Collected data entries:
+ + + +

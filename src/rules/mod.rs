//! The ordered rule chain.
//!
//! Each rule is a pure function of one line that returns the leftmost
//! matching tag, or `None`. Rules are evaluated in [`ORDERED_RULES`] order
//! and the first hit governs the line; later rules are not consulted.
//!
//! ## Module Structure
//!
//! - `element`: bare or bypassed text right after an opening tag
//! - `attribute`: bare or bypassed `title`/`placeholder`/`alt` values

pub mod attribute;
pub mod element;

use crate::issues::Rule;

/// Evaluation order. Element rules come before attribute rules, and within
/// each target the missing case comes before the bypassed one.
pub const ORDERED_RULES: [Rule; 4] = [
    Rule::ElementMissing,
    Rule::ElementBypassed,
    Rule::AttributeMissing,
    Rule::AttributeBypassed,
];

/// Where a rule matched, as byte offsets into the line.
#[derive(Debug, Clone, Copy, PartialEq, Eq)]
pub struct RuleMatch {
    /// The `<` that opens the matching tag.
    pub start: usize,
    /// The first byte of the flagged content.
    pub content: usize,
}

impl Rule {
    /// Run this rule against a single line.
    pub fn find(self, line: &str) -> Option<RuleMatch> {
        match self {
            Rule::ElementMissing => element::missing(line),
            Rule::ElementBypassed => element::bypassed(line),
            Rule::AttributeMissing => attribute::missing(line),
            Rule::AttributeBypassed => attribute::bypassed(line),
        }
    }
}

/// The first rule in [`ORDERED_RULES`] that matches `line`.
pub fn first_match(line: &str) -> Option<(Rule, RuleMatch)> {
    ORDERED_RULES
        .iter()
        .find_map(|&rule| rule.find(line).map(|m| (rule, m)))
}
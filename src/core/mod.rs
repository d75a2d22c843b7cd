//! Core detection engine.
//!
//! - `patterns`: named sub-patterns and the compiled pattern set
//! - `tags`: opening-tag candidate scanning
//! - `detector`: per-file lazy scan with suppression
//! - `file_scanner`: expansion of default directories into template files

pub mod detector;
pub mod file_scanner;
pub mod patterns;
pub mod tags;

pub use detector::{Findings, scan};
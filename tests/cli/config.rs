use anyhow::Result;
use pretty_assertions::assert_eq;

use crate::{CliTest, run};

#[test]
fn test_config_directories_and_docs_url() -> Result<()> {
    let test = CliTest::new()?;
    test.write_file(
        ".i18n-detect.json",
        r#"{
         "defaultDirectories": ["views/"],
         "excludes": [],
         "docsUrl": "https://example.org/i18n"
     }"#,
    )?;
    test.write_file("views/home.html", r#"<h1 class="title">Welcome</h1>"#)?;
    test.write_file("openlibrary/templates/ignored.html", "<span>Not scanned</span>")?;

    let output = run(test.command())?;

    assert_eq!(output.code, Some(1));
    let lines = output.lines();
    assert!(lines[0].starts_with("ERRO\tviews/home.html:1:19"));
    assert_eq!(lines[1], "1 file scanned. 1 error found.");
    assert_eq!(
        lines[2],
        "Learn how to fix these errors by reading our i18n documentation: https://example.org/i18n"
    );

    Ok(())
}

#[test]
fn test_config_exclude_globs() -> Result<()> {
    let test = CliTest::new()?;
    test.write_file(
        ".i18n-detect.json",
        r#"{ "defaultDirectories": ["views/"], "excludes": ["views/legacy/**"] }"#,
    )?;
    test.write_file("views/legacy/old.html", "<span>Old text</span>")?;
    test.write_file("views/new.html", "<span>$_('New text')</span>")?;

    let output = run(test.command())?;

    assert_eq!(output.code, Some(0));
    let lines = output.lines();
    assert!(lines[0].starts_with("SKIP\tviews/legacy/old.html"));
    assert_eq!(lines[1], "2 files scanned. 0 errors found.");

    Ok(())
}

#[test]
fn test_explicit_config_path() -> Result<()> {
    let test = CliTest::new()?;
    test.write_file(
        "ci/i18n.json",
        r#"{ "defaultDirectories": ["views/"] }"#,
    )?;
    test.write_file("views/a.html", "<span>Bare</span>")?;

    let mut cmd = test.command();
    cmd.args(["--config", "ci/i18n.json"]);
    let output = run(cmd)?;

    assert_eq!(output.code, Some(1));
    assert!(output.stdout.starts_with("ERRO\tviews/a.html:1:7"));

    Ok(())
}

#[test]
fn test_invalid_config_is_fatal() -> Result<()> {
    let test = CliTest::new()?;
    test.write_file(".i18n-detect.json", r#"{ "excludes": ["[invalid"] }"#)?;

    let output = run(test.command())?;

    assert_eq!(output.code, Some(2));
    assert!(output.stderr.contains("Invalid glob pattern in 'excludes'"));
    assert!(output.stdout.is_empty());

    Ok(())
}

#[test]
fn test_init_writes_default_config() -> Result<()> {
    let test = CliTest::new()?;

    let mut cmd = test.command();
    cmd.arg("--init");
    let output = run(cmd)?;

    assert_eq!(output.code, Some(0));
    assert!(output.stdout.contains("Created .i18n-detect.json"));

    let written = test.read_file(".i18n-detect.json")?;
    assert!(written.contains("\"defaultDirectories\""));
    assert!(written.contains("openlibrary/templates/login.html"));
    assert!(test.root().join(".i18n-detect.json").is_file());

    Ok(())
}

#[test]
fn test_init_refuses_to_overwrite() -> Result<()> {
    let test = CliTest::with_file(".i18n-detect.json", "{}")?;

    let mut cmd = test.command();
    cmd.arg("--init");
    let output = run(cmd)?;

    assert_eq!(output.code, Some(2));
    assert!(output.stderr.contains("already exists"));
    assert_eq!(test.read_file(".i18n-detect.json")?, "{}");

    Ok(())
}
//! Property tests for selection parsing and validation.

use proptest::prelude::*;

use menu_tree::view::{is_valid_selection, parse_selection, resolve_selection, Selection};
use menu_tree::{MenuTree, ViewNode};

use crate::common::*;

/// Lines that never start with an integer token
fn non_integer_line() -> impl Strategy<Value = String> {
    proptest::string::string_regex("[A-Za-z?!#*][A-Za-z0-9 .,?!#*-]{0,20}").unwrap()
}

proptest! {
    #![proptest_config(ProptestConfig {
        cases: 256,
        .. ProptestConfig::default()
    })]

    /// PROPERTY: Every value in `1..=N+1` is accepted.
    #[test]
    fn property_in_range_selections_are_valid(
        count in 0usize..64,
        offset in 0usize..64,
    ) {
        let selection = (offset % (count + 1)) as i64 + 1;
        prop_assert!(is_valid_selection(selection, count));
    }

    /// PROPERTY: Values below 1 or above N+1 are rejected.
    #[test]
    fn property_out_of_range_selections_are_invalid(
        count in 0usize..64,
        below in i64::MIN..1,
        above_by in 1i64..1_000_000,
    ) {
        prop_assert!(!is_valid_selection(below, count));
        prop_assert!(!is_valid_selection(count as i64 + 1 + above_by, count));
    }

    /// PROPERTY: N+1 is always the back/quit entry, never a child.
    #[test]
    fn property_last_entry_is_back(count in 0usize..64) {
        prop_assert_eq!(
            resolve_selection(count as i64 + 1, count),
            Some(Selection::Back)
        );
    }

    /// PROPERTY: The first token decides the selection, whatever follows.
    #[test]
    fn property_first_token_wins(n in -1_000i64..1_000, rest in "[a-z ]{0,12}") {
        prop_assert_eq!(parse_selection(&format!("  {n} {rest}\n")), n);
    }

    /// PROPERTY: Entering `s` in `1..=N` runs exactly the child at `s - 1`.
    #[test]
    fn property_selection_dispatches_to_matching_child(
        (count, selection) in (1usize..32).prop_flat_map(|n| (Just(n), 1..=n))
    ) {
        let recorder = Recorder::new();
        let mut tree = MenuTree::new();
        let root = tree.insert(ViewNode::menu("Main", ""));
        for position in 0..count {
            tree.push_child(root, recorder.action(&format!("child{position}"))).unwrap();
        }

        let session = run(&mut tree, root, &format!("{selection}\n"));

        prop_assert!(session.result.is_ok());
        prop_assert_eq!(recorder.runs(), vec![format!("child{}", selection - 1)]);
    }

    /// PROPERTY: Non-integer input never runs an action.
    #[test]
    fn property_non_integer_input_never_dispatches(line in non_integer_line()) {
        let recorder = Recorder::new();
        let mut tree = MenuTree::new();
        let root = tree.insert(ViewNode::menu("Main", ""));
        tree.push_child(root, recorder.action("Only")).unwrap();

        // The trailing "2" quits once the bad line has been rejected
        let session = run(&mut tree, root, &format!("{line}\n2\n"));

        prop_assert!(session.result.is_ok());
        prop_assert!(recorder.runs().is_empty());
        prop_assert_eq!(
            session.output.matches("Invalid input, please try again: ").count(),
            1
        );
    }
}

+ + + +

Write out each line above with the word "span".

    test.write_file("openlibrary/templates/ignored.html", "<span>Not scanned</span>")?;
    test.write_file("views/legacy/old.html", "<span>Old text</span>")?;
    test.write_file("views/new.html", "<span>$_('New text')</span>")?;
    test.write_file("views/a.html", "<span>Bare</span>")?;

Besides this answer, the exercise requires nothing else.